EXERCISE PROMPT: Within the entries below, the lines from the one with "#[repr(u32)]" through the one with "[a, b] if a.is_ascii_alphabetic()" are to be set down exactly, both ends kept.

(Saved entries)
Content starts

//! Voices, languages and speaker parameters understood by the engine.

use serde::{Deserialize, Serialize};
use std::fmt;

/// The built-in DECtalk speakers.
#[derive(Clone, Copy, Debug, Default, Deserialize, Serialize, PartialEq, Eq)]
#[repr(u32)]
pub enum Voice {
    #[default]
    Paul = 0,
    Betty = 1,
    Harry = 2,
    Frank = 3,
    Dennis = 4,
    Kit = 5,
    Ursula = 6,
    Rita = 7,
    Wendy = 8,
}

impl Voice {
    pub const ALL: [Voice; 9] = [
        Voice::Paul,
        Voice::Betty,
        Voice::Harry,
        Voice::Frank,
        Voice::Dennis,
        Voice::Kit,
        Voice::Ursula,
        Voice::Rita,
        Voice::Wendy,
    ];

    pub fn from_raw(raw: u32) -> Option<Voice> {
        Self::ALL.get(raw as usize).copied()
    }
}

/// Language resources the engine may load at startup.
#[derive(Clone, Copy, Debug, Default, Deserialize, Serialize, PartialEq, Eq)]
pub enum Language {
    /// Skip language selection and use whatever the engine defaults to
    None,
    #[default]
    #[serde(rename = "US")]
    EnglishUs,
    #[serde(rename = "UK")]
    EnglishUk,
    #[serde(rename = "SP")]
    SpanishCastilian,
    #[serde(rename = "LA")]
    SpanishLatinAmerican,
    #[serde(rename = "GR")]
    German,
    #[serde(rename = "FR")]
    French,
    /// Any other code, passed to the engine verbatim
    #[serde(untagged)]
    Other(LanguageCode),
}

/// A two-letter language code not covered by the named variants.
#[derive(Clone, Copy, Debug, Deserialize, Serialize, PartialEq, Eq)]
#[serde(try_from = "String", into = "String")]
pub struct LanguageCode([u8; 2]);

impl TryFrom<String> for LanguageCode {
    type Error = String;

    fn try_from(code: String) -> Result<Self, Self::Error> {
        match code.as_bytes() {
            [a, b] if a.is_ascii_alphabetic() && b.is_ascii_alphabetic() => {
                Ok(LanguageCode([a.to_ascii_uppercase(), b.to_ascii_uppercase()]))
            }
            _ => Err(format!("invalid language code: {code:?}")),
        }
    }
}

impl From<LanguageCode> for String {
    fn from(code: LanguageCode) -> String {
        code.as_str().to_string()
    }
}

impl LanguageCode {
    pub fn as_str(&self) -> &str {
        // Constructed from ASCII letters only
        std::str::from_utf8(&self.0).unwrap_or("??")
    }
}

impl Language {
    /// The code passed to `TextToSpeechStartLang`, or `None` to skip selection.
    pub fn code(&self) -> Option<&str> {
        match self {
            Language::None => None,
            Language::EnglishUs => Some("US"),
            Language::EnglishUk => Some("UK"),
            Language::SpanishCastilian => Some("SP"),
            Language::SpanishLatinAmerican => Some("LA"),
            Language::German => Some("GR"),
            Language::French => Some("FR"),
            Language::Other(code) => Some(code.as_str()),
        }
    }

    pub fn parse(code: &str) -> Option<Language> {
        let language = match code.to_ascii_uppercase().as_str() {
            "" => Language::None,
            "US" => Language::EnglishUs,
            "UK" => Language::EnglishUk,
            "SP" => Language::SpanishCastilian,
            "LA" => Language::SpanishLatinAmerican,
            "GR" => Language::German,
            "FR" => Language::French,
            other => Language::Other(LanguageCode::try_from(other.to_string()).ok()?),
        };
        Some(language)
    }
}

impl fmt::Display for Language {
    fn fmt(&self, f: &mut fmt::Formatter<'_>) -> fmt::Result {
        f.write_str(self.code().unwrap_or("default"))
    }
}

#[derive(Clone, Copy, Debug, Default, Deserialize, Serialize, PartialEq, Eq)]
#[repr(i16)]
pub enum Sex {
    Female = 0,
    #[default]
    Male = 1,
}

/// Speaker definition as laid out by the engine (`SPDEFS`).
///
/// Units follow the DECtalk `[:dv]` command reference.
#[derive(Clone, Copy, Debug, Default, Deserialize, Serialize, PartialEq, Eq)]
#[repr(C)]
pub struct SpeakerParams {
    pub sex: Sex,
    /// Smoothness, %
    pub smoothness: i16,
    /// Assertiveness, %
    pub assertiveness: i16,
    /// Average pitch, Hz
    pub average_pitch: i16,
    /// Breathiness, dB
    pub breathiness: i16,
    /// Richness, %
    pub richness: i16,
    /// Number of fixed samples of open glottis
    pub num_fixed_samp_og: i16,
    /// Laryngealization, %
    pub laryngealization: i16,
    /// Head size, %
    pub head_size: i16,
    pub formant4_res_freq: i16,
    pub formant4_bandwidth: i16,
    pub formant5_res_freq: i16,
    pub formant5_bandwidth: i16,
    pub parallel4_freq: i16,
    pub parallel5_freq: i16,
    pub gain_frication: i16,
    pub gain_aspiration: i16,
    pub gain_voicing: i16,
    pub gain_nasalization: i16,
    pub gain_cfr1: i16,
    pub gain_cfr2: i16,
    pub gain_cfr3: i16,
    pub gain_cfr4: i16,
    /// Gain input to cascade 1st formant, dB
    pub loudness: i16,
    /// f0-dependent spectral tilt, % of max
    pub spectral_tilt: i16,
    /// Baseline fall, Hz
    pub baseline_fall: i16,
    /// Lax breathiness, %
    pub lax_breathiness: i16,
    /// Quickness, %
    pub quickness: i16,
    /// Hat rise, Hz
    pub hat_rise: i16,
    /// Stress rise, Hz
    pub stress_rise: i16,
    pub glottal_speed: i16,
    /// Output gain multiplier for FVTM
    pub output_gain_multiplier: i16,
}
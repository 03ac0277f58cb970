//! Integration tests for in-memory capture.

mod common;

use common::*;
use std::fs::File;
use std::io::{self, Read, Write};

const PANGRAM_BYTES: usize = 43 * BYTES_PER_PHONEME;

#[test]
fn test_capture_spans_several_buffers() {
    let sim = ramp_engine();
    let engine = start(&sim);

    let pcm = engine.speak_to_memory(PANGRAM).unwrap();

    assert_eq!(pcm.len(), PANGRAM_BYTES);
    assert!(pcm.len() > 16384);
    assert_eq!(pcm.len() % 2, 0);
    assert_eq!(sim.stats().bytes_written, pcm.len() as u64);
    assert_continuous(&pcm, 0);
    assert!(!engine.state().capturing);
}

#[test]
fn test_capture_stats() {
    let sim = ramp_engine();
    let engine = start(&sim);

    let capture = engine.capture(Vec::new()).unwrap();
    assert!(engine.state().capturing);
    capture.speak(PANGRAM).unwrap();
    capture.sync().unwrap();
    let (pcm, stats) = capture.finish().unwrap();

    let full = PANGRAM_BYTES / 16384;
    assert_eq!(
        stats,
        CaptureStats {
            notifications: full + 1,
            full_buffers: full,
            bytes: pcm.len() as u64,
        }
    );
    let sim_stats = sim.stats();
    assert_eq!(sim_stats.buffers_posted, full);
    assert_eq!(sim_stats.buffers_added, full + 1);
    assert_eq!(sim_stats.buffers_returned, 1);
}

#[test]
fn test_small_buffer_keeps_order() {
    let sim = ramp_engine();
    let engine = start_with(
        &sim,
        EngineOptions {
            buffer_capacity: 100,
            ..test_options()
        },
    );

    let pcm = engine.speak_to_memory("order matters").unwrap();

    assert_eq!(pcm.len(), 13 * BYTES_PER_PHONEME);
    assert_continuous(&pcm, 0);
}

#[test]
fn test_consecutive_captures_continue_the_stream() {
    let sim = ramp_engine();
    let engine = start(&sim);

    let first = engine.speak_to_memory("one").unwrap();
    let second = engine.speak_to_memory("two").unwrap();

    assert_continuous(&first, 0);
    assert_continuous(&second, (first.len() / 2) as u16);
}

#[test]
fn test_several_utterances_in_one_capture() {
    let sim = ramp_engine();
    let engine = start(&sim);

    let capture = engine.capture(Vec::new()).unwrap();
    capture.speak("first").unwrap();
    capture.speak("second").unwrap();
    capture.sync().unwrap();
    let (pcm, _) = capture.finish().unwrap();

    assert_eq!(pcm.len(), 11 * BYTES_PER_PHONEME);
    assert_continuous(&pcm, 0);
}

#[test]
fn test_empty_utterance() {
    let sim = ramp_engine();
    let engine = start(&sim);

    let pcm = engine.speak_to_memory("").unwrap();

    assert!(pcm.is_empty());
    assert!(!engine.state().capturing);
}

#[test]
fn test_phonemes_heard_while_capturing() {
    let sim = ramp_engine();
    let engine = start(&sim);
    let phonemes = record_phonemes(&engine);

    engine.speak_to_memory("hey you").unwrap();

    assert_eq!(heard(&phonemes), "hey_you");
}

#[test]
fn test_second_capture_rejected() {
    let sim = ramp_engine();
    let engine = start(&sim);

    let first = engine.capture(Vec::new()).unwrap();
    assert!(matches!(
        engine.capture(Vec::new()),
        Err(TtsError::ProtocolViolation(_))
    ));
    assert!(matches!(
        engine.speak_to_memory("no"),
        Err(TtsError::ProtocolViolation(_))
    ));

    first.speak("yes").unwrap();
    first.sync().unwrap();
    let (pcm, _) = first.finish().unwrap();
    assert_eq!(pcm.len(), 3 * BYTES_PER_PHONEME);
}

#[test]
fn test_dropped_capture_allows_new_one() {
    let sim = ramp_engine();
    let engine = start(&sim);

    {
        let capture = engine.capture(Vec::new()).unwrap();
        capture.speak(PANGRAM).unwrap();
    }
    assert!(!engine.state().capturing);

    let pcm = engine.speak_to_memory("again").unwrap();
    assert_eq!(pcm.len(), 5 * BYTES_PER_PHONEME);
}

#[test]
fn test_open_in_memory_failure() {
    let sim = ramp_engine();
    let engine = start(&sim);
    sim.fail_next("open_in_memory", MMSYSERR_ERROR);

    assert!(matches!(
        engine.capture(Vec::new()),
        Err(TtsError::NativeCall {
            call: "TextToSpeechOpenInMemory",
            ..
        })
    ));
    assert!(!engine.state().capturing);
    assert_eq!(engine.speak_to_memory("ok").unwrap().len(), 2 * BYTES_PER_PHONEME);
}

#[test]
fn test_rejected_buffer_leaves_in_memory_mode() {
    let sim = ramp_engine();
    let engine = start(&sim);
    sim.fail_next("add_buffer", MMSYSERR_ERROR);

    assert!(matches!(
        engine.capture(Vec::new()),
        Err(TtsError::NativeCall {
            call: "TextToSpeechAddBuffer",
            ..
        })
    ));
    assert!(!engine.state().capturing);
    assert_eq!(engine.speak_to_memory("ok").unwrap().len(), 2 * BYTES_PER_PHONEME);
}

#[test]
fn test_zero_capacity_rejected() {
    let sim = ramp_engine();
    let engine = start_with(
        &sim,
        EngineOptions {
            buffer_capacity: 0,
            ..test_options()
        },
    );

    assert!(matches!(
        engine.capture(Vec::new()),
        Err(TtsError::ProtocolViolation(_))
    ));
    assert!(!engine.state().capturing);
}

#[test]
fn test_failed_close_parks_buffer_until_shutdown() {
    let sim = ramp_engine();
    let mut engine = start(&sim);

    let capture = engine.capture(Vec::new()).unwrap();
    capture.speak("abc").unwrap();
    capture.sync().unwrap();
    sim.fail_next("return_buffer", MMSYSERR_ERROR);
    sim.fail_next("close_in_memory", MMSYSERR_ERROR);

    // The engine may still write to the sink, so it stays with the parked buffer
    assert!(matches!(
        capture.finish(),
        Err(CaptureError {
            error: TtsError::NativeCall {
                call: "TextToSpeechCloseInMemory",
                ..
            },
            sink: None,
        })
    ));
    assert!(!engine.state().capturing);

    engine.shutdown().unwrap();
    assert_eq!(sim.stats().live_sessions, 0);
}

#[test]
fn test_shutdown_closes_open_capture() {
    let sim = ramp_engine();
    let mut engine = start(&sim);

    let capture = engine.capture(Vec::new()).unwrap();
    capture.speak("abc").unwrap();
    capture.sync().unwrap();
    std::mem::forget(capture);

    engine.shutdown().unwrap();
    assert!(!engine.state().capturing);
    assert_eq!(sim.stats().buffers_returned, 1);
}

/// A sink that fails once it has taken `limit` bytes.
struct LimitedSink {
    taken: Vec<u8>,
    limit: usize,
}

impl Write for LimitedSink {
    fn write(&mut self, buf: &[u8]) -> io::Result<usize> {
        if self.taken.len() + buf.len() > self.limit {
            return Err(io::Error::new(io::ErrorKind::WriteZero, "sink full"));
        }
        self.taken.extend_from_slice(buf);
        Ok(buf.len())
    }

    fn flush(&mut self) -> io::Result<()> {
        Ok(())
    }
}

#[test]
fn test_sink_failure_surfaces_at_finish() {
    let sim = ramp_engine();
    let engine = start(&sim);

    let capture = engine
        .capture(LimitedSink {
            taken: Vec::new(),
            limit: 16384,
        })
        .unwrap();
    capture.speak(PANGRAM).unwrap();
    // Speech still runs to completion after the sink fails
    capture.sync().unwrap();

    let Err(failed) = capture.finish() else {
        panic!("finish should report the sink failure");
    };
    assert!(matches!(failed.error, TtsError::Io(_)));
    // Everything accepted before the failure is still there
    let sink = failed.sink.unwrap();
    assert_eq!(sink.taken.len(), 16384);
    assert_continuous(&sink.taken, 0);
    assert!(!engine.state().capturing);
    assert_eq!(sim.stats().bytes_written, PANGRAM_BYTES as u64);

    let pcm = engine.speak_to_memory("fine").unwrap();
    assert_eq!(pcm.len(), 4 * BYTES_PER_PHONEME);
}

#[test]
fn test_speak_to_writer_file() {
    let sim = ramp_engine();
    let engine = start(&sim);
    let dir = tempfile::tempdir().unwrap();
    let path = dir.path().join("out.pcm");

    let file = engine
        .speak_to_writer(File::create(&path).unwrap(), "file")
        .unwrap();
    drop(file);

    let mut pcm = Vec::new();
    File::open(&path).unwrap().read_to_end(&mut pcm).unwrap();
    assert_eq!(pcm.len(), 4 * BYTES_PER_PHONEME);
    assert_continuous(&pcm, 0);
}

#[test]
fn test_speak_to_wav() {
    let sim = ramp_engine();
    let engine = start(&sim);
    let dir = tempfile::tempdir().unwrap();
    let path = dir.path().join("hello.wav");

    engine.speak_to_wav(&path, "hello").unwrap();

    let bytes = std::fs::read(&path).unwrap();
    assert_eq!(bytes.len(), HEADER_SIZE + 5 * BYTES_PER_PHONEME);
    assert_eq!(&bytes[0..4], b"RIFF");
    assert_eq!(&bytes[8..12], b"WAVE");
    assert_continuous(&bytes[HEADER_SIZE..], 0);

    let reader = hound::WavReader::open(&path).unwrap();
    assert_eq!(reader.spec().sample_rate, 11025);
    assert_eq!(reader.spec().channels, 1);
    assert_eq!(reader.spec().bits_per_sample, 16);
    assert_eq!(reader.duration() as usize, 5 * BYTES_PER_PHONEME / 2);
}

#[test]
fn test_buffer_events_on_bus() {
    let sim = ramp_engine();
    let bus = EventBus::new();
    let mut subscriber = bus.subscribe();
    let engine =
        Engine::start_with_bus(std::sync::Arc::new(sim.clone()), test_options(), Some(bus))
            .unwrap();

    engine.speak_to_memory(PANGRAM).unwrap();

    let drained: Vec<Event> = drain_events(&mut subscriber)
        .into_iter()
        .filter(|e| matches!(e, Event::BufferDrained { .. }))
        .collect();
    assert_eq!(drained.len(), PANGRAM_BYTES / 16384);
    assert!(drained.iter().all(|e| *e
        == Event::BufferDrained {
            bytes: 16384,
            full: true
        }));
}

Content ends

ANSWER SPACE:
#[repr(u32)]
pub enum Voice {
    #[default]
    Paul = 0,
    Betty = 1,
    Harry = 2,
    Frank = 3,
    Dennis = 4,
    Kit = 5,
    Ursula = 6,
    Rita = 7,
    Wendy = 8,
}

impl Voice {
    pub const ALL: [Voice; 9] = [
        Voice::Paul,
        Voice::Betty,
        Voice::Harry,
        Voice::Frank,
        Voice::Dennis,
        Voice::Kit,
        Voice::Ursula,
        Voice::Rita,
        Voice::Wendy,
    ];

    pub fn from_raw(raw: u32) -> Option<Voice> {
        Self::ALL.get(raw as usize).copied()
    }
}

/// Language resources the engine may load at startup.
#[derive(Clone, Copy, Debug, Default, Deserialize, Serialize, PartialEq, Eq)]
pub enum Language {
    /// Skip language selection and use whatever the engine defaults to
    None,
    #[default]
    #[serde(rename = "US")]
    EnglishUs,
    #[serde(rename = "UK")]
    EnglishUk,
    #[serde(rename = "SP")]
    SpanishCastilian,
    #[serde(rename = "LA")]
    SpanishLatinAmerican,
    #[serde(rename = "GR")]
    German,
    #[serde(rename = "FR")]
    French,
    /// Any other code, passed to the engine verbatim
    #[serde(untagged)]
    Other(LanguageCode),
}

/// A two-letter language code not covered by the named variants.
#[derive(Clone, Copy, Debug, Deserialize, Serialize, PartialEq, Eq)]
#[serde(try_from = "String", into = "String")]
pub struct LanguageCode([u8; 2]);

impl TryFrom<String> for LanguageCode {
    type Error = String;

    fn try_from(code: String) -> Result<Self, Self::Error> {
        match code.as_bytes() {
            [a, b] if a.is_ascii_alphabetic() && b.is_ascii_alphabetic() => {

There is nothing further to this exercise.